__EXERCISE__. The answer should be a number alone: the count of lines in the listing below that include "Clone".

◆ ◆ ◆ ◆ ◆

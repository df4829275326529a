//! Typed numeric arrays decoded from raw record bytes.
//!
//! Packed streams arrive as byte buffers tagged with an element type. A
//! [`TypedArray`] holds them as one of the small set of element widths the
//! codecs need, and every reinterpret/recast operation is written once over
//! the [`Element`] trait instead of once per concrete type.

use bytemuck::Pod;
use serde::{Deserialize, Serialize};
use std::fmt;

use super::{Error, Result};

/// Element type of a packed numeric stream.
#[derive(Clone, Copy, Debug, PartialEq, Eq, Hash, Serialize, Deserialize)]
#[serde(rename_all = "lowercase")]
#[repr(u8)]
pub enum ElementType {
    Int8 = 0,
    Uint8 = 1,
    Int16 = 2,
    Uint16 = 3,
    Int32 = 4,
    Uint32 = 5,
    Float32 = 6,
}

impl ElementType {
    /// Size in bytes of one element.
    #[inline]
    pub const fn num_bytes(self) -> usize {
        match self {
            Self::Int8 | Self::Uint8 => 1,
            Self::Int16 | Self::Uint16 => 2,
            Self::Int32 | Self::Uint32 | Self::Float32 => 4,
        }
    }

    #[inline]
    pub const fn name(self) -> &'static str {
        match self {
            Self::Int8 => "int8",
            Self::Uint8 => "uint8",
            Self::Int16 => "int16",
            Self::Uint16 => "uint16",
            Self::Int32 => "int32",
            Self::Uint32 => "uint32",
            Self::Float32 => "float32",
        }
    }

    #[inline]
    pub const fn is_integer(self) -> bool {
        !matches!(self, Self::Float32)
    }
}

impl fmt::Display for ElementType {
    fn fmt(&self, f: &mut fmt::Formatter<'_>) -> fmt::Result {
        f.write_str(self.name())
    }
}

/// A numeric element that can live in a [`TypedArray`].
///
/// Integer implementations use wrapping arithmetic in their own width, the
/// way the packed streams were produced.
pub trait Element: Pod + Copy + Default + PartialOrd + fmt::Debug {
    const ELEMENT_TYPE: ElementType;

    fn swap_bytes(self) -> Self;
    fn add_wrapping(self, other: Self) -> Self;
    fn sub_wrapping(self, other: Self) -> Self;
    fn to_f32(self) -> f32;
    fn to_f64(self) -> f64;
    fn to_u32(self) -> u32;
    fn to_i32(self) -> i32;
}

macro_rules! impl_int_element {
    ($($t:ty => $variant:ident),* $(,)?) => {
        $(
            impl Element for $t {
                const ELEMENT_TYPE: ElementType = ElementType::$variant;

                #[inline]
                fn swap_bytes(self) -> Self { <$t>::swap_bytes(self) }
                #[inline]
                fn add_wrapping(self, other: Self) -> Self { self.wrapping_add(other) }
                #[inline]
                fn sub_wrapping(self, other: Self) -> Self { self.wrapping_sub(other) }
                #[inline]
                fn to_f32(self) -> f32 { self as f32 }
                #[inline]
                fn to_f64(self) -> f64 { self as f64 }
                #[inline]
                fn to_u32(self) -> u32 { self as u32 }
                #[inline]
                fn to_i32(self) -> i32 { self as i32 }
            }
        )*
    };
}

impl_int_element! {
    i8 => Int8,
    u8 => Uint8,
    i16 => Int16,
    u16 => Uint16,
    i32 => Int32,
    u32 => Uint32,
}

impl Element for f32 {
    const ELEMENT_TYPE: ElementType = ElementType::Float32;

    #[inline]
    fn swap_bytes(self) -> Self {
        f32::from_bits(self.to_bits().swap_bytes())
    }
    #[inline]
    fn add_wrapping(self, other: Self) -> Self {
        self + other
    }
    #[inline]
    fn sub_wrapping(self, other: Self) -> Self {
        self - other
    }
    #[inline]
    fn to_f32(self) -> f32 {
        self
    }
    #[inline]
    fn to_f64(self) -> f64 {
        self as f64
    }
    #[inline]
    fn to_u32(self) -> u32 {
        self as u32
    }
    #[inline]
    fn to_i32(self) -> i32 {
        self as i32
    }
}

/// Reinterpret little-endian bytes as a vector of `T`.
///
/// The copy handles unaligned input; a trailing partial element is an error.
pub fn from_le_bytes<T: Element>(bytes: &[u8]) -> Result<Vec<T>> {
    let size = std::mem::size_of::<T>();
    if bytes.len() % size != 0 {
        return Err(Error::metadata(format!(
            "{} bytes is not a whole number of {} elements",
            bytes.len(),
            T::ELEMENT_TYPE
        )));
    }
    let mut values: Vec<T> = bytemuck::pod_collect_to_vec(bytes);
    if cfg!(target_endian = "big") {
        for v in &mut values {
            *v = v.swap_bytes();
        }
    }
    Ok(values)
}

/// Numeric array tagged with its element width.
#[derive(Clone, Debug, PartialEq)]
pub enum TypedArray {
    Int8(Vec<i8>),
    Uint8(Vec<u8>),
    Int16(Vec<i16>),
    Uint16(Vec<u16>),
    Int32(Vec<i32>),
    Uint32(Vec<u32>),
    Float32(Vec<f32>),
}

/// Run `$body` with `$v` bound to the inner vector, whatever its element type.
macro_rules! with_array {
    ($array:expr, $v:ident => $body:expr) => {
        match $array {
            TypedArray::Int8($v) => $body,
            TypedArray::Uint8($v) => $body,
            TypedArray::Int16($v) => $body,
            TypedArray::Uint16($v) => $body,
            TypedArray::Int32($v) => $body,
            TypedArray::Uint32($v) => $body,
            TypedArray::Float32($v) => $body,
        }
    };
}
pub(crate) use with_array;

impl TypedArray {
    /// Reinterpret record bytes as an array of `ty`.
    pub fn from_le_bytes(ty: ElementType, bytes: &[u8]) -> Result<Self> {
        Ok(match ty {
            ElementType::Int8 => Self::Int8(from_le_bytes(bytes)?),
            ElementType::Uint8 => Self::Uint8(from_le_bytes(bytes)?),
            ElementType::Int16 => Self::Int16(from_le_bytes(bytes)?),
            ElementType::Uint16 => Self::Uint16(from_le_bytes(bytes)?),
            ElementType::Int32 => Self::Int32(from_le_bytes(bytes)?),
            ElementType::Uint32 => Self::Uint32(from_le_bytes(bytes)?),
            ElementType::Float32 => Self::Float32(from_le_bytes(bytes)?),
        })
    }

    #[inline]
    pub fn element_type(&self) -> ElementType {
        with_array!(self, v => element_type_of(v))
    }

    #[inline]
    pub fn len(&self) -> usize {
        with_array!(self, v => v.len())
    }

    #[inline]
    pub fn is_empty(&self) -> bool {
        self.len() == 0
    }

    /// Recast every element to `u32` (`as` semantics).
    pub fn to_u32_vec(&self) -> Vec<u32> {
        with_array!(self, v => v.iter().map(|x| x.to_u32()).collect())
    }

    /// Recast every element to `i32` (`as` semantics).
    pub fn to_i32_vec(&self) -> Vec<i32> {
        with_array!(self, v => v.iter().map(|x| x.to_i32()).collect())
    }

    /// Recast every element to `f32`.
    pub fn to_f32_vec(&self) -> Vec<f32> {
        with_array!(self, v => v.iter().map(|x| x.to_f32()).collect())
    }
}

#[inline]
fn element_type_of<T: Element>(_: &[T]) -> ElementType {
    T::ELEMENT_TYPE
}

macro_rules! impl_from_vec {
    ($($t:ty => $variant:ident),* $(,)?) => {
        $(
            impl From<Vec<$t>> for TypedArray {
                fn from(v: Vec<$t>) -> Self {
                    Self::$variant(v)
                }
            }
        )*
    };
}

impl_from_vec! {
    i8 => Int8,
    u8 => Uint8,
    i16 => Int16,
    u16 => Uint16,
    i32 => Int32,
    u32 => Uint32,
    f32 => Float32,
}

◆ ◆ ◆ ◆ ◆

__COMPLETED TASK__. 2